Oooh. I should have read this earlier. I could have used a variant of it for every line of your post to this point. So far almost nothing you have said addresses what is being argued.
That is just like your opinion man. And since there isn't a government in the world that performs only those 3 tasks it almost seems as if limiting a government to those things is not actually feasible.
BTW, the founders proposed and passed a number of things while members of congress that were NOT specifically mentioned in the constitution, and which violated those three things you list above. It is almost as if they envisioned a perfect world where the government would only need to do those three things, while accepting that we do not live in a perfect world and so more is required of a government. Your vaunted founders disprove the majority of your "arguments".
Ahh, so it is theft. If it is theft, then by definition it is not slavery since a slave master claims ownership of the slave and all he does. How can he steal what is already his? If it is theft to collect taxes from the laborer then the laborer can not be a slave. Sorry, can't have it both ways.
So slavery IS the ownership of another? The government claims it owns your paycheck despite a lack of law to back up it's claims. The government claims to own you and your labor which is why it wants to control how much you think you earn, your health care, what you eat, and what you put into your body. If that is not clear signs of claimed ownership I don't know what is.
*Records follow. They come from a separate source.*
//! Observation and result rows

use chrono::{DateTime, Utc};
use serde::{Deserialize, Serialize};
use std::fmt;

/// Ordering key of a row: a sequence number or a timestamp
#[derive(Debug, Clone, Copy, PartialEq, Eq, PartialOrd, Ord, Serialize, Deserialize)]
#[serde(untagged)]
pub enum RowIndex {
    Sequence(i64),
    Timestamp(DateTime<Utc>),
}

impl fmt::Display for RowIndex {
    fn fmt(&self, f: &mut fmt::Formatter<'_>) -> fmt::Result {
        match self {
            RowIndex::Sequence(n) => write!(f, "{}", n),
            RowIndex::Timestamp(ts) => write!(f, "{}", ts.to_rfc3339()),
        }
    }
}

impl From<i64> for RowIndex {
    fn from(n: i64) -> Self {
        RowIndex::Sequence(n)
    }
}

impl From<DateTime<Utc>> for RowIndex {
    fn from(ts: DateTime<Utc>) -> Self {
        RowIndex::Timestamp(ts)
    }
}

/// One ingested observation; immutable once buffered
#[derive(Debug, Clone, PartialEq, Serialize, Deserialize)]
pub struct ObservationRow {
    pub index: RowIndex,
    pub values: Vec<f64>,
}

impl ObservationRow {
    pub fn new(index: impl Into<RowIndex>, values: Vec<f64>) -> Self {
        Self {
            index: index.into(),
            values,
        }
    }

    /// Single-channel row
    pub fn scalar(index: impl Into<RowIndex>, value: f64) -> Self {
        Self::new(index, vec![value])
    }
}

/// Outcome of filtering one observation.
///
/// `predicted_*` fields describe the step *after* this one.
#[derive(Debug, Clone, PartialEq, Serialize, Deserialize)]
pub struct ResultRow {
    pub index: RowIndex,
    pub input_values: Vec<f64>,
    pub inputs_are_outliers: Vec<bool>,
    pub accepted_values: Vec<f64>,
    pub predicted_values: Vec<f64>,
    pub predicted_upper_limits: Vec<f64>,
    pub predicted_lower_limits: Vec<f64>,
}

impl ResultRow {
    /// True when the first channel was flagged
    pub fn is_outlier(&self) -> bool {
        self.inputs_are_outliers.first().copied().unwrap_or(false)
    }
}

#[cfg(test)]
mod tests {
    use super::*;
    use chrono::TimeZone;

    #[test]
    fn test_index_deserializes_number_or_timestamp() {
        let rows: Vec<ObservationRow> = serde_json::from_str(
            r#"[{"index": 4, "values": [1.5]},
                {"index": "2024-03-01T12:00:00Z", "values": [2.0]}]"#,
        )
        .expect("deserialize failed");

        assert_eq!(rows[0].index, RowIndex::Sequence(4));
        assert_eq!(
            rows[1].index,
            RowIndex::Timestamp(Utc.with_ymd_and_hms(2024, 3, 1, 12, 0, 0).unwrap())
        );
    }

    #[test]
    fn test_outlier_flag_reads_first_channel() {
        let row = ResultRow {
            index: RowIndex::Sequence(1),
            input_values: vec![1.0],
            inputs_are_outliers: vec![true],
            accepted_values: vec![0.9],
            predicted_values: vec![1.0],
            predicted_upper_limits: vec![2.0],
            predicted_lower_limits: vec![0.0],
        };
        assert!(row.is_outlier());
    }
}
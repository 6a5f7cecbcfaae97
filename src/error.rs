//! Error taxonomy for the filtering core.
//!
//! Every failure is raised at the point of violation and propagated to the
//! caller unchanged. Outer surfaces (CLI, config files) wrap these in
//! `anyhow` with context.

use std::error::Error;
use std::fmt::{Display, Formatter};

/// Errors raised by kernels, models, the filtering loop and recovery.
#[derive(Debug, Clone, PartialEq)]
pub enum FilterError {
    /// Invalid control or model parameters.
    Configuration(String),

    /// `step()` was called with no unconsumed observation left.
    MissingInput {
        /// Position the filter tried to read.
        position: usize,
    },

    /// `predict()` was called on a model that was never calibrated.
    NotCalibrated(&'static str),

    /// A kernel step received a row that is not a single scalar.
    InputShape {
        /// Number of values a step accepts.
        expected: usize,
        /// Number of values received.
        got: usize,
    },

    /// A non-finite observation arrived with no forecast to stand in for it.
    InvalidNumericValue(String),

    /// Forecast horizon beyond what the kernel supports.
    InvalidHorizon {
        /// Horizon asked for.
        requested: usize,
        /// Largest horizon the kernel can produce.
        max: usize,
    },

    /// Backward and forward recovery segments differ in length.
    ///
    /// Signals a bug in the recovery window arithmetic.
    SegmentMismatch {
        /// Rows produced by the backward pass.
        backward: usize,
        /// Rows produced by the forward pass.
        forward: usize,
    },

    /// A recovery pass ran without an active out-of-control window.
    UndefinedRecoveryWindow,
}

impl Display for FilterError {
    fn fmt(&self, f: &mut Formatter<'_>) -> std::fmt::Result {
        match self {
            FilterError::Configuration(msg) => write!(f, "Invalid configuration: {}", msg),
            FilterError::MissingInput { position } => {
                write!(f, "No input available at position {}", position)
            }
            FilterError::NotCalibrated(model) => write!(
                f,
                "The {} model has not been calibrated yet; calibrate it on a validated series first",
                model
            ),
            FilterError::InputShape { expected, got } => write!(
                f,
                "Prediction step requires {} value(s) per row, got {}",
                expected, got
            ),
            FilterError::InvalidNumericValue(msg) => write!(f, "Invalid numeric value: {}", msg),
            FilterError::InvalidHorizon { requested, max } => write!(
                f,
                "Kernel can only predict up to horizon {}, asked for {}",
                max, requested
            ),
            FilterError::SegmentMismatch { backward, forward } => write!(
                f,
                "Backward and forward recovery segments differ in size: {} vs {}",
                backward, forward
            ),
            FilterError::UndefinedRecoveryWindow => {
                write!(f, "The out-of-control window is not defined")
            }
        }
    }
}

impl Error for FilterError {}

/// Result alias for the filtering core.
pub type Result<T> = std::result::Result<T, FilterError>;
ROFL. You start doing me the same courtesy and maybe I will.
Cite?
I would love to see you walk up to Al Sharpton and tell him that you are slave because you have to fill out some forms and give the government a few dollars each year. If you think that is slavery then clearly you have no concept of what it means to be a slave.
There were white slaves too. That does not get talked about much at all though. And about your buddy Al Sharpton, ar you talking about the same one who was caught "discussing" a cocaine deal? The one that looks like he could have been working for the FBI? Or are you talking about the Al Sharpton that is racist?
You can argue taxes are wrong, illegal, etc. all you want. More power to you and I might even agree with you on some portion of your arguments in that area. But when you equate paying taxes in the US to slavery, you lose pretty much all credibility. It is a mediocre argument at its absolute very very very best, argued by a master debater against a 3rd grader, but then on top of that it has all the issues associated with it that I mentioned in my "emotional statement". Use it in front of anyone that knows Jaycee Dugard, or who's great grandmother was a slave, or who is just a decent human being who realizes slavery is a really really bad thing, and you will be dismissed out of hand as a complete nutjob and a-hole. I would suggest finding a better thread to argue tax legality on than one based on such an untenable position.
Wow, again without being specific about what it is you're talking about. You're creating a logic trap. Because if we say, "yes taxes are slavery" then you can come back and demand that we explain how the tax on gasoline is slavery. So you will have won in your mind.